MIAMI GARDENS — The Jamaican Diaspora in South Florida on Tuesday celebrated the life of Ralston “Rex” Nettleford with speeches, songs and dance.
The celebration at the Episcopal Church of the Holy Family in Miami Gardens was cultured and classy, low key and uplifting, the way Nettleford, a former University of West Indies professor, would have wanted it, some said.
Upon entering the church, the scene could have been a mid-week service. No pictures of Nettleford adorned the stage. A few bouquets of flowers sat at the rear of the stage.
The first signal that you were at a thanksgiving service for the famed choreographer and professor was the program: It featured Nettleford in his academic regalia on the cover, with dates showing the start of his life – Feb. 3, 1933 – and the end date, Feb. 2, 2010.
Around the church sat many notable Jamaicans: Ambassador Dudley Thompson, Consul General of Jamaica Sandra Grant Griffiths, poet Malachi Smith and many others from the cultural, educational and media landscape, plus four choirs.
The theme of the tributes: Nettleford was a national treasure who will be very hard to replace.
“Rex had a way of carrying Jamaica to the world,” Thompson said. “He brought honor to Jamaica and the Caribbean.
Many will follow in his footsteps but none will be able to fill his shoes.”
UWI Alumni Association South Florida Chapter President Margaret Barrett said the group is in the process of establishing the Rex Nettleford Foundation for Caribbean Cultural and Social Studies. The goal of the foundation is to raise $5 million over two years. She fondly remembered Nettleford, who lived at the university since the 1960s.
She said she saw his death as bittersweet.
“Rex, boy you toiled. You worked hard,” Barrett said. “Now you can rest.”
Numerous positive adjectives and adjectival phrases spoken on Tuesday described the man who founded The National Dance Theatre Company: selfless; key care taker; strategic intellect; scholar; artistic; dear friend and father; stoosh; and, amicably, prof.

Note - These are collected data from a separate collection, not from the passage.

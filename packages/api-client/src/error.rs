//! Error types for the DacSan API client.

use thiserror::Error;

/// Result type for API client operations.
pub type Result<T> = std::result::Result<T, ApiError>;

/// API client errors.
///
/// These surface only from client construction and request assembly. Failed
/// requests themselves come back as failure envelopes, never as `Err` — see
/// the crate docs.
#[derive(Debug, Error)]
pub enum ApiError {
    /// Configuration error (bad base URL, client construction failed)
    #[error("Configuration error: {0}")]
    Config(String),
}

“The cultural contributions that ‘prof’ gave to Jamaica was better than the occasional barrel or money that would be sent home,” said Marlon Hill, a member of the Jamaican Diaspora Advisory Board.
Nettleford died in the George Washington University Hospital in Washington, D.C., a day before his 77th birthday. He was cremated in the United States. His funeral was Feb. 16 at the University of the West Indies Chapel.
Honors followed Nettleford, scores of them.
He earned an Order of Merit from Jamaica, a country he championed around the world and left only briefly for school as a Rhodes Scholar in Oxford. He wrote several books, served as a statesman to many countries, and was an instructor to thousands.
In 2004, the Rhodes Trust established the Rex Nettleford Prize in Cultural Studies, tenable at UWI.
It is for these and other accomplishments that Thompson implored the audience to find out more about Nettleford.
“We must learn of the man, of what he said and of what he wrote,” Thompson said. “We must let our children know what Jamaica can produce: a man like Rex Nettleford.”